TASK: Write out, unaltered, each line from the top of the records below down to the line where "filename src/util.rs" appears, that line included.

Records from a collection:
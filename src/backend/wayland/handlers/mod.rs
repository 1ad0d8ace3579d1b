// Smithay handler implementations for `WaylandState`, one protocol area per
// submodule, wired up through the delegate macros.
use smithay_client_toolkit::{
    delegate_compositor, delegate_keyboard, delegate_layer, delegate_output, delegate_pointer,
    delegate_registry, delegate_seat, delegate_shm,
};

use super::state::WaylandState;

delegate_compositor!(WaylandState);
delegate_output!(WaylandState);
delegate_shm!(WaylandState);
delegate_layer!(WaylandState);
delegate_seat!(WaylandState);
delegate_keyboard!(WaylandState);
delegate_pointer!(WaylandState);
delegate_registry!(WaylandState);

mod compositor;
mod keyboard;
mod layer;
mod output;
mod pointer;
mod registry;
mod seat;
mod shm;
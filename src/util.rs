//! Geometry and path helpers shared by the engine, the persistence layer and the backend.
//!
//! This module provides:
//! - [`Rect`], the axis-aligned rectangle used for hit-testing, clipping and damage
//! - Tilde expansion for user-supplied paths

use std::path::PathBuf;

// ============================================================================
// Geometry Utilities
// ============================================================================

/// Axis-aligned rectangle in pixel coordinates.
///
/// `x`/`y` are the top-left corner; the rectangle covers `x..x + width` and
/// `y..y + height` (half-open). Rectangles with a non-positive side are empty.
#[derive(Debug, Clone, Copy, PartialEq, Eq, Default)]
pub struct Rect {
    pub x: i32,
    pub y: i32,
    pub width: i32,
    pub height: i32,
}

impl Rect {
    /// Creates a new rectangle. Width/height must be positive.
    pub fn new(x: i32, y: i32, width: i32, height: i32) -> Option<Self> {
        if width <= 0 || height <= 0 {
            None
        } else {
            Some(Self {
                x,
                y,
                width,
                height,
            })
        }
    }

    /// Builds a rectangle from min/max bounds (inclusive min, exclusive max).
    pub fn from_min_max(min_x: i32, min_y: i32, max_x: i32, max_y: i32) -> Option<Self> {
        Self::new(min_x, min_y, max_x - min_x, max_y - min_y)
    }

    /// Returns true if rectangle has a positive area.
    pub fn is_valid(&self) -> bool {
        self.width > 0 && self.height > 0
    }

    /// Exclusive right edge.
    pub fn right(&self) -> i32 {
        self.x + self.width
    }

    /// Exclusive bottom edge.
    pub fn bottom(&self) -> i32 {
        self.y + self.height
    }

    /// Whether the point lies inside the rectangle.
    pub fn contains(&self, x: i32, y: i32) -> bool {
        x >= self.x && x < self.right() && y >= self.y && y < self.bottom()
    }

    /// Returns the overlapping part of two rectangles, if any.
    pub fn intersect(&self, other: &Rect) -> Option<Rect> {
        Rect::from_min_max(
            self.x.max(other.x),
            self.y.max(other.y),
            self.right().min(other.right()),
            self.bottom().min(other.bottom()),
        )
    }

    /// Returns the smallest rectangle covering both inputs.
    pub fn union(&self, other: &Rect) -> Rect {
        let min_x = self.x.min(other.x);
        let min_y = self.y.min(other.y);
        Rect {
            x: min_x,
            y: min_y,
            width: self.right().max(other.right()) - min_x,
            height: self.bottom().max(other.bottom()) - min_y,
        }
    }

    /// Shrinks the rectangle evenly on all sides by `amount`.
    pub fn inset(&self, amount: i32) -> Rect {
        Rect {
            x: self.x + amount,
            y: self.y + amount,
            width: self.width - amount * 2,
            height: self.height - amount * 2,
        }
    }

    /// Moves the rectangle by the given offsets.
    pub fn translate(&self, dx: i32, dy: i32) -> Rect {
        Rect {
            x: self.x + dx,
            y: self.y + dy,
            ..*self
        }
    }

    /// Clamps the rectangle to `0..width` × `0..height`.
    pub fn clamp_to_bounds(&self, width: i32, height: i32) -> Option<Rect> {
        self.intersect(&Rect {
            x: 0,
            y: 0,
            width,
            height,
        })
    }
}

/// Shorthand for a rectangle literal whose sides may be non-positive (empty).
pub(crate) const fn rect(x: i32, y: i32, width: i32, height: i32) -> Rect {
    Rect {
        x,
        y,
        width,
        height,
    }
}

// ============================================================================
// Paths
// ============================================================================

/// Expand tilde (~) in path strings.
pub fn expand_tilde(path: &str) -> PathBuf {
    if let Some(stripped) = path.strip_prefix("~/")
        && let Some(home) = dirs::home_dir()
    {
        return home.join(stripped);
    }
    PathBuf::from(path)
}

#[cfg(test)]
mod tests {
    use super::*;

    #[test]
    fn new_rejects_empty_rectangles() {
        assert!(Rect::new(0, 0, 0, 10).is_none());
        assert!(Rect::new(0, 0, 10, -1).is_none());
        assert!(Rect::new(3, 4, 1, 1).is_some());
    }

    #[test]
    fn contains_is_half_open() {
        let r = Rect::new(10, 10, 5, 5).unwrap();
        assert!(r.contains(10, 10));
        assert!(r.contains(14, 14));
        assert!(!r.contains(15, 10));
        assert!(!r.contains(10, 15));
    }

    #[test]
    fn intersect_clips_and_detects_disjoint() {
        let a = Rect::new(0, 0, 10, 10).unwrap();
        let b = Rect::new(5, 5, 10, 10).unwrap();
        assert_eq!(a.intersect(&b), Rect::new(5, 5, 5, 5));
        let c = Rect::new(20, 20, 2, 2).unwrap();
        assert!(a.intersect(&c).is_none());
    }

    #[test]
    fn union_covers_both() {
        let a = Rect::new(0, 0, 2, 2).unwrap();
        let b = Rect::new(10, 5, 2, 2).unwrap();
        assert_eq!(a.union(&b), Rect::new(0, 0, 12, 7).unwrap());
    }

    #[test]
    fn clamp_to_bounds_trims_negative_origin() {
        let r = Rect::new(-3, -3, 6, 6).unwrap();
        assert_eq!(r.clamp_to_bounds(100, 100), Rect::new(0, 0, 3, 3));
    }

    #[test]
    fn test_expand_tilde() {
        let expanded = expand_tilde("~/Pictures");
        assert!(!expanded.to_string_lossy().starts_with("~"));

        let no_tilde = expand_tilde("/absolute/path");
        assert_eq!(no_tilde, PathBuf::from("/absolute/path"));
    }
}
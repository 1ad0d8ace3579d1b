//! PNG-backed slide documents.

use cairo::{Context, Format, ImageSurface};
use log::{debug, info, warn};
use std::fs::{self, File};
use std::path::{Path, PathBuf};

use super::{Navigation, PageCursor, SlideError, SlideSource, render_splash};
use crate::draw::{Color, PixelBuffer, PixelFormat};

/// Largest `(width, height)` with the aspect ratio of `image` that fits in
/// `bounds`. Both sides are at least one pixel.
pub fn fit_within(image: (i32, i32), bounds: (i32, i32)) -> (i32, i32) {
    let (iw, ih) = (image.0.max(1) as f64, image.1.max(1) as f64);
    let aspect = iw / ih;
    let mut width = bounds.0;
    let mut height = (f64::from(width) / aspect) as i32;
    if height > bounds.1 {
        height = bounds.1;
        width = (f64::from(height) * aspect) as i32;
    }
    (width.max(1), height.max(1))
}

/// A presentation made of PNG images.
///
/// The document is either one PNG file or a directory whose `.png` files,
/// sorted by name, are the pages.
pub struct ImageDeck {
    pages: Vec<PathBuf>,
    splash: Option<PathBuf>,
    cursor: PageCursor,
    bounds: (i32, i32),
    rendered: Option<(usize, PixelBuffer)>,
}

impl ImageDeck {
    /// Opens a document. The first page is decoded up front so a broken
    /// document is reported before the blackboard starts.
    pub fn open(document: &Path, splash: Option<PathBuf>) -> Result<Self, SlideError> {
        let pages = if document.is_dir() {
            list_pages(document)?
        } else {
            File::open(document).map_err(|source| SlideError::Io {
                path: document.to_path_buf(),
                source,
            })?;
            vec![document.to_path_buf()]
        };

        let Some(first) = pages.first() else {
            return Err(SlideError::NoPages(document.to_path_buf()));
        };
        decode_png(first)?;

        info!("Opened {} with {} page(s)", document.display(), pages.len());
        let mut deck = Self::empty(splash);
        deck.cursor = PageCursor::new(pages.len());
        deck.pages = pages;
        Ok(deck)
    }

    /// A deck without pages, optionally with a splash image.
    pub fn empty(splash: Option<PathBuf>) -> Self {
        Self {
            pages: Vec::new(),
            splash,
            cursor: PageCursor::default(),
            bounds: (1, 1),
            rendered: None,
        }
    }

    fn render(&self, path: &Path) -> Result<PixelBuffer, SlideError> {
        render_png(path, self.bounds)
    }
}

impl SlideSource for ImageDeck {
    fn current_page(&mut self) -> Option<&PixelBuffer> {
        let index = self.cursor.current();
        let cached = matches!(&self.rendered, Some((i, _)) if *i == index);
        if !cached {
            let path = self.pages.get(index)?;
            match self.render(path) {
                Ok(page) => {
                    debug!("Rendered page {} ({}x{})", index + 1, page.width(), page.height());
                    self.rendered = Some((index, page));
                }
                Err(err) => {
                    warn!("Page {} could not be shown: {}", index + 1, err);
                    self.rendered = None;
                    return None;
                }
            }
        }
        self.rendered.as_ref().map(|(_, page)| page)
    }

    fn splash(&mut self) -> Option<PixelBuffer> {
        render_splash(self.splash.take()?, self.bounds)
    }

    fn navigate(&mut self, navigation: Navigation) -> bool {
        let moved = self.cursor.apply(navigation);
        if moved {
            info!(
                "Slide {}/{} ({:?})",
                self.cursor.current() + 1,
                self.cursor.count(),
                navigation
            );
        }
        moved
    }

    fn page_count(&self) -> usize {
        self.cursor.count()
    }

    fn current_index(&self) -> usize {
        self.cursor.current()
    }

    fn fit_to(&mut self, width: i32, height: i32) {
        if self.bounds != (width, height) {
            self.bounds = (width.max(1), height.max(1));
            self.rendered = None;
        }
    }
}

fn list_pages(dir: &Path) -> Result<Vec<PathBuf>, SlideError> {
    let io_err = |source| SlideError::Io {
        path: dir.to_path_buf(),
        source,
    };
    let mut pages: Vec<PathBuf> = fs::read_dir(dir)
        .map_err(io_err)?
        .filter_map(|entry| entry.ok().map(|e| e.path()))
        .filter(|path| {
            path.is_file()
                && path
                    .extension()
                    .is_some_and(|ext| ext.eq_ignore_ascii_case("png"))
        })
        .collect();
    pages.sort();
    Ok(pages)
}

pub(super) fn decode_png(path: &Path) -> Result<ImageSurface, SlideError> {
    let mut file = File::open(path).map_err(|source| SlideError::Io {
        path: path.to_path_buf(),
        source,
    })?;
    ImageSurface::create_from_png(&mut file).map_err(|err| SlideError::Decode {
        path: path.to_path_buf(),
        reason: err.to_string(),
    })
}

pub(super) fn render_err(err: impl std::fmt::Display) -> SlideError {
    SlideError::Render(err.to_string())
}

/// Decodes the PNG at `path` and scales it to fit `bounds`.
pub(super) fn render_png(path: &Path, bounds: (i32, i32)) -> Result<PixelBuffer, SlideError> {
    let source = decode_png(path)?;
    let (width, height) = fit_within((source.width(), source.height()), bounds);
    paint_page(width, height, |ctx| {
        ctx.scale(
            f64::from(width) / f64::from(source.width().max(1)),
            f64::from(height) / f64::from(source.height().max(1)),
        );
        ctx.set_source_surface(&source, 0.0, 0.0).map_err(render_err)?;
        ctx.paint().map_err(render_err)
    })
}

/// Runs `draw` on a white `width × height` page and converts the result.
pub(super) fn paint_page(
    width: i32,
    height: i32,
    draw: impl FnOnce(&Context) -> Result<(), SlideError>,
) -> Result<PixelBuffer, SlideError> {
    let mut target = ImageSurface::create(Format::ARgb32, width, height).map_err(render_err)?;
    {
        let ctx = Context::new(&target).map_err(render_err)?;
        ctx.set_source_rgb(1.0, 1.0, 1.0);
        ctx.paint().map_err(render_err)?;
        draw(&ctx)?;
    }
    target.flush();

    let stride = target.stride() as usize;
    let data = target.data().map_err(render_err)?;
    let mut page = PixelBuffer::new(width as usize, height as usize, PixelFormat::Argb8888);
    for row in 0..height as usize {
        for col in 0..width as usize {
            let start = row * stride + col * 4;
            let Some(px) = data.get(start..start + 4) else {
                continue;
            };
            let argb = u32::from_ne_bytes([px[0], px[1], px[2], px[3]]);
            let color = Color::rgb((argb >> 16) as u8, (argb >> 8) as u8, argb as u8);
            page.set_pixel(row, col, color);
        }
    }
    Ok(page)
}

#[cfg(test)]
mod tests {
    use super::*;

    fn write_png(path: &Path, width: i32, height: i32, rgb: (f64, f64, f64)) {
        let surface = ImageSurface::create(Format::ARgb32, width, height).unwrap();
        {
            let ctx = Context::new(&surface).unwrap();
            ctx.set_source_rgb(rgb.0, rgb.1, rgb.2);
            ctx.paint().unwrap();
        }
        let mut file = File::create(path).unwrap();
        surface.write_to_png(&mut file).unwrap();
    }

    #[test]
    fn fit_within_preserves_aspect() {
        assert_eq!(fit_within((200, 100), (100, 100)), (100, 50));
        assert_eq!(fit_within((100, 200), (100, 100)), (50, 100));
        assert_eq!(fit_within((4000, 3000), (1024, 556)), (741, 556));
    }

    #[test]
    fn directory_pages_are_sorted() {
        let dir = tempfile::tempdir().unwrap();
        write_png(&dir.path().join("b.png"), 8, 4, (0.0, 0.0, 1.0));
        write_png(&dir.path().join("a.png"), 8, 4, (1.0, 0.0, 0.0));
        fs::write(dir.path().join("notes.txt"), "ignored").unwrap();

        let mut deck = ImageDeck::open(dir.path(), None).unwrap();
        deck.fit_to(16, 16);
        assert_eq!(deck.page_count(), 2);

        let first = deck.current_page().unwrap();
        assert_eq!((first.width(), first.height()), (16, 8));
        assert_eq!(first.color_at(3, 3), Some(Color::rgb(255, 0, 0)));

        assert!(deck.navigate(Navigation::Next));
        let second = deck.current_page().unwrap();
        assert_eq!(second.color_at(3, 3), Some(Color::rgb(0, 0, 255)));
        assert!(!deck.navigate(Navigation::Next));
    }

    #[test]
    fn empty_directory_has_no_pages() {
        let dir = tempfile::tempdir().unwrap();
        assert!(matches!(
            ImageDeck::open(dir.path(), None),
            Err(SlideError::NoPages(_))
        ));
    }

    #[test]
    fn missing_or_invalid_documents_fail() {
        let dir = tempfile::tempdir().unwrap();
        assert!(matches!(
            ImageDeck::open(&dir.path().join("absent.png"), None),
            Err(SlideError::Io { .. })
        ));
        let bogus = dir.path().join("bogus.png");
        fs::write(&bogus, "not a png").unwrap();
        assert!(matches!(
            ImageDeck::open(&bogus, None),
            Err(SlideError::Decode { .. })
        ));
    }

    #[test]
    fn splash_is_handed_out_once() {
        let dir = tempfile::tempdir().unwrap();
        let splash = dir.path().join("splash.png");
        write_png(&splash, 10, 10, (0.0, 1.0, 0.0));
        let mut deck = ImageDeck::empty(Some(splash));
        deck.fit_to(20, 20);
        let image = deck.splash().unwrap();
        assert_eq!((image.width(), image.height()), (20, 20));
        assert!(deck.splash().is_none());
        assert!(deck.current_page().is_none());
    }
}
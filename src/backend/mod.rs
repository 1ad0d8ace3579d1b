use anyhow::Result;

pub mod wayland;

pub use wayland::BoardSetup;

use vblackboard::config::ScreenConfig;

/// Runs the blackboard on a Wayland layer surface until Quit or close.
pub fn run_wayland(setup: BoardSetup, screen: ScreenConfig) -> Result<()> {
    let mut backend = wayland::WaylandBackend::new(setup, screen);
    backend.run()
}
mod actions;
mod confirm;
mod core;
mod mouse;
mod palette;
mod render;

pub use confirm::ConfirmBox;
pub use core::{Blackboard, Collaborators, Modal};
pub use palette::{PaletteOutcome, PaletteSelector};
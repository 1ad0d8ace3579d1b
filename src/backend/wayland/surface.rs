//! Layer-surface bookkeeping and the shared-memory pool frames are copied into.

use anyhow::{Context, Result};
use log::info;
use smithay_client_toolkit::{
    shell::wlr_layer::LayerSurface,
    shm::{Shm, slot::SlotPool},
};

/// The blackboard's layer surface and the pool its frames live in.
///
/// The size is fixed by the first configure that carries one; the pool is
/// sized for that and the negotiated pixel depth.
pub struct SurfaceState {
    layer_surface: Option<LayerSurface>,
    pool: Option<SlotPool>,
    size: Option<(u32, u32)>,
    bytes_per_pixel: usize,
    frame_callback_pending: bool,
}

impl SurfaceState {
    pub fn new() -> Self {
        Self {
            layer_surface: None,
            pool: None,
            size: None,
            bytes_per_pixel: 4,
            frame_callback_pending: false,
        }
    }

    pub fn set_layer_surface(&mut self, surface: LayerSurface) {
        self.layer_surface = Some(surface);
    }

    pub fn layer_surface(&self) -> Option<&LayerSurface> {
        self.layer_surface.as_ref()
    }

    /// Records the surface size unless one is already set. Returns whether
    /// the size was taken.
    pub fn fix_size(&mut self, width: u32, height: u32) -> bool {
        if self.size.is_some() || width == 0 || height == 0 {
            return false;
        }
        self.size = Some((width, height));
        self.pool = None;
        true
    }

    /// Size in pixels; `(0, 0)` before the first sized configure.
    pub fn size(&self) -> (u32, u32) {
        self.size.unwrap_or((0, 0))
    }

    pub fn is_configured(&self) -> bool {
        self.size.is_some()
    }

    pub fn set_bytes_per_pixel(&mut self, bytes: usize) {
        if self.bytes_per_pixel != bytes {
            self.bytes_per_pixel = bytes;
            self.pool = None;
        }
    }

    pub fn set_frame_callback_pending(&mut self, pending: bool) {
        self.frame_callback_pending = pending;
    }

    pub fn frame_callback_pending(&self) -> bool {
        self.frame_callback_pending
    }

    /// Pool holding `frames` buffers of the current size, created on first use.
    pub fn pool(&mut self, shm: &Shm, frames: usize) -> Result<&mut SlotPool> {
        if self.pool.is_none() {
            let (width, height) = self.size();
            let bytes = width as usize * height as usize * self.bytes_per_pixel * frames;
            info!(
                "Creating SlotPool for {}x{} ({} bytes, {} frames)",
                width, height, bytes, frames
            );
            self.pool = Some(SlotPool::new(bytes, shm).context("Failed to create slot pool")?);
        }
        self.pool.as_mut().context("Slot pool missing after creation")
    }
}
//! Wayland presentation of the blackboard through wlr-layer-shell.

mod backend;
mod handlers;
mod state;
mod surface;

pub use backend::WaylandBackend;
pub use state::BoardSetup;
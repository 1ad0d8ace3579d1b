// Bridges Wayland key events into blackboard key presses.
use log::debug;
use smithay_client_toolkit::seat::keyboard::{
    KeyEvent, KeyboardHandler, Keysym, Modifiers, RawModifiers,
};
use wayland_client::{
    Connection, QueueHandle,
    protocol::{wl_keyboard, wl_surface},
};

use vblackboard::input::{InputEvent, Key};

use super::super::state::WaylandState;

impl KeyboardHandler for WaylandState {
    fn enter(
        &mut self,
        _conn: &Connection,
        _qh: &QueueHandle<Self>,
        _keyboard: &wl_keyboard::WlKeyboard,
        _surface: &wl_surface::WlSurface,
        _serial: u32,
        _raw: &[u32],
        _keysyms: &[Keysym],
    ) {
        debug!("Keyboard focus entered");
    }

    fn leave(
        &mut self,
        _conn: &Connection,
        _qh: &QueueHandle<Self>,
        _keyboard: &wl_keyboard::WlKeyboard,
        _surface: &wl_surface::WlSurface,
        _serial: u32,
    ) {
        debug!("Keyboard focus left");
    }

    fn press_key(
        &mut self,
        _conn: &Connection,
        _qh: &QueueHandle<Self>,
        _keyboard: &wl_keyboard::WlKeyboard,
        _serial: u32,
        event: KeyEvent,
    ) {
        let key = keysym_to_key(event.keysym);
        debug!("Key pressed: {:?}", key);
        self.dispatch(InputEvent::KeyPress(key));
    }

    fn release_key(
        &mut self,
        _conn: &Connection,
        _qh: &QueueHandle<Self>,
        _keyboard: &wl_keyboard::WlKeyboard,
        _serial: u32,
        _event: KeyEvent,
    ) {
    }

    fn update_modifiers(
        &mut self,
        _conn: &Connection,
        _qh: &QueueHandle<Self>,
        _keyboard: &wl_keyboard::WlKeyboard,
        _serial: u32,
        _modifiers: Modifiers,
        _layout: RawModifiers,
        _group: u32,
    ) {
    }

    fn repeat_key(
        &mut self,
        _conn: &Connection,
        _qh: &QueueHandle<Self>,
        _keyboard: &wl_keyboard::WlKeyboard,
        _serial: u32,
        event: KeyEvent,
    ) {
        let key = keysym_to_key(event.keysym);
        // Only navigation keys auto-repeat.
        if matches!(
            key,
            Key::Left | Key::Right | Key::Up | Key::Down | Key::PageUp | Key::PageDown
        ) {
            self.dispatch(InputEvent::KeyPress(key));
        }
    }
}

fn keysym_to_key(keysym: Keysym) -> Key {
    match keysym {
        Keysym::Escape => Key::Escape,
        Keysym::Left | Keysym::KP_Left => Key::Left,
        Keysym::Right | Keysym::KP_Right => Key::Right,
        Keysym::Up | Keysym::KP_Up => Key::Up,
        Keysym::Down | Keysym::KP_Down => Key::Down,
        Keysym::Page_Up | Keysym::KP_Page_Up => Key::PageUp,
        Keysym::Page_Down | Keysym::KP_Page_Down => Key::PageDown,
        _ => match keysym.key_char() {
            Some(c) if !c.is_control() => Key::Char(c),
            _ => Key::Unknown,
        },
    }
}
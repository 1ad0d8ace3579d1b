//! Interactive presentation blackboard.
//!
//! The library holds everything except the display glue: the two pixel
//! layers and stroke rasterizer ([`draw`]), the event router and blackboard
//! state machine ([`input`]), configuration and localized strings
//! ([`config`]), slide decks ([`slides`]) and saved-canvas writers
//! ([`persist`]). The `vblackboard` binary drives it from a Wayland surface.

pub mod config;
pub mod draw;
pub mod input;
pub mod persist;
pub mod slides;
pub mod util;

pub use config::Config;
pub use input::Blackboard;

ANSWER SECTION:
filename src/backend/wayland/handlers/mod.rs
repository 1ad0d8ace3579d1b
// Smithay handler implementations for `WaylandState`, one protocol area per
// submodule, wired up through the delegate macros.
use smithay_client_toolkit::{
    delegate_compositor, delegate_keyboard, delegate_layer, delegate_output, delegate_pointer,
    delegate_registry, delegate_seat, delegate_shm,
};

use super::state::WaylandState;

delegate_compositor!(WaylandState);
delegate_output!(WaylandState);
delegate_shm!(WaylandState);
delegate_layer!(WaylandState);
delegate_seat!(WaylandState);
delegate_keyboard!(WaylandState);
delegate_pointer!(WaylandState);
delegate_registry!(WaylandState);

mod compositor;
mod keyboard;
mod layer;
mod output;
mod pointer;
mod registry;
mod seat;
mod shm;
filename src/util.rs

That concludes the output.